*Records from a collection*
########################################
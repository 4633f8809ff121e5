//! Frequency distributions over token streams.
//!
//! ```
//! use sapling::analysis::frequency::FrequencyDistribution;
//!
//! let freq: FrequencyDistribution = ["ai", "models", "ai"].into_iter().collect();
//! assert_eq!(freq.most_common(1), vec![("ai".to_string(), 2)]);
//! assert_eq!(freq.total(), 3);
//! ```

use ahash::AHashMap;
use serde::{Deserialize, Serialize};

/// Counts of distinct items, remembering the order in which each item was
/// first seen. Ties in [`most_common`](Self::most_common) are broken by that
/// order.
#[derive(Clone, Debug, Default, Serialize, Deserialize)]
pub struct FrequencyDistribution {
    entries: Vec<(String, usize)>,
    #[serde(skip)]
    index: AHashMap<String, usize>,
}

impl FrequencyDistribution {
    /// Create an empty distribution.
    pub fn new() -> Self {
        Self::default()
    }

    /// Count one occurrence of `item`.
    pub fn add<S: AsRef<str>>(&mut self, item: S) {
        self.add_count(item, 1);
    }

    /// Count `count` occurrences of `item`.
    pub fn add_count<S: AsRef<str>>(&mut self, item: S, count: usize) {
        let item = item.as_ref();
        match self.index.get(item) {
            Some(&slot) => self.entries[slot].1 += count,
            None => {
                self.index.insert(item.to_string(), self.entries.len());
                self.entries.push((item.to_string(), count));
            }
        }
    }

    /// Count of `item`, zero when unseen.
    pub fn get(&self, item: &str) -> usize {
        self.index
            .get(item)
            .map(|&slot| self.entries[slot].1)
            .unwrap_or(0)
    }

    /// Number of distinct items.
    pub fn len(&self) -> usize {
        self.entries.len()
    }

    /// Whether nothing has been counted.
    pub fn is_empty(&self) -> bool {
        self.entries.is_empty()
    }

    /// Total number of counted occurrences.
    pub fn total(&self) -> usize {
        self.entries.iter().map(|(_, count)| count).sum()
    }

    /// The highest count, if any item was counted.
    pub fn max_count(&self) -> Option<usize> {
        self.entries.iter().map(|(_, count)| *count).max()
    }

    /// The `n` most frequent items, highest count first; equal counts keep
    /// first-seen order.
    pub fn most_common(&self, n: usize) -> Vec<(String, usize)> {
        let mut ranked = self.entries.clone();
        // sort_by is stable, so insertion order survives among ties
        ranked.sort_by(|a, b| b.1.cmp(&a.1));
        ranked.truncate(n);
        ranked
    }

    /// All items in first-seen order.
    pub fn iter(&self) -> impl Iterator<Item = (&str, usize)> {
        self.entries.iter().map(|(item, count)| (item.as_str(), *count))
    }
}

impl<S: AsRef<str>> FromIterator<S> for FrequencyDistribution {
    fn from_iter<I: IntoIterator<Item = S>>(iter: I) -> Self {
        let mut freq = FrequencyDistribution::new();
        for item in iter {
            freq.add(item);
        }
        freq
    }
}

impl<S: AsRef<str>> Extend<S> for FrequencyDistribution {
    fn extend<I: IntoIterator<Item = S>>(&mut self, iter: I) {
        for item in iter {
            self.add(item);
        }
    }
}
########################################
*Problem description*
In the entries above, one line contains "pub struct FrequencyDistribution" and another contains "Count one occurrence". Reproduce exactly those two lines and the lines between them, nothing else.

*Answer box*
pub struct FrequencyDistribution {
    entries: Vec<(String, usize)>,
    #[serde(skip)]
    index: AHashMap<String, usize>,
}

impl FrequencyDistribution {
    /// Create an empty distribution.
    pub fn new() -> Self {
        Self::default()
    }

    /// Count one occurrence of `item`.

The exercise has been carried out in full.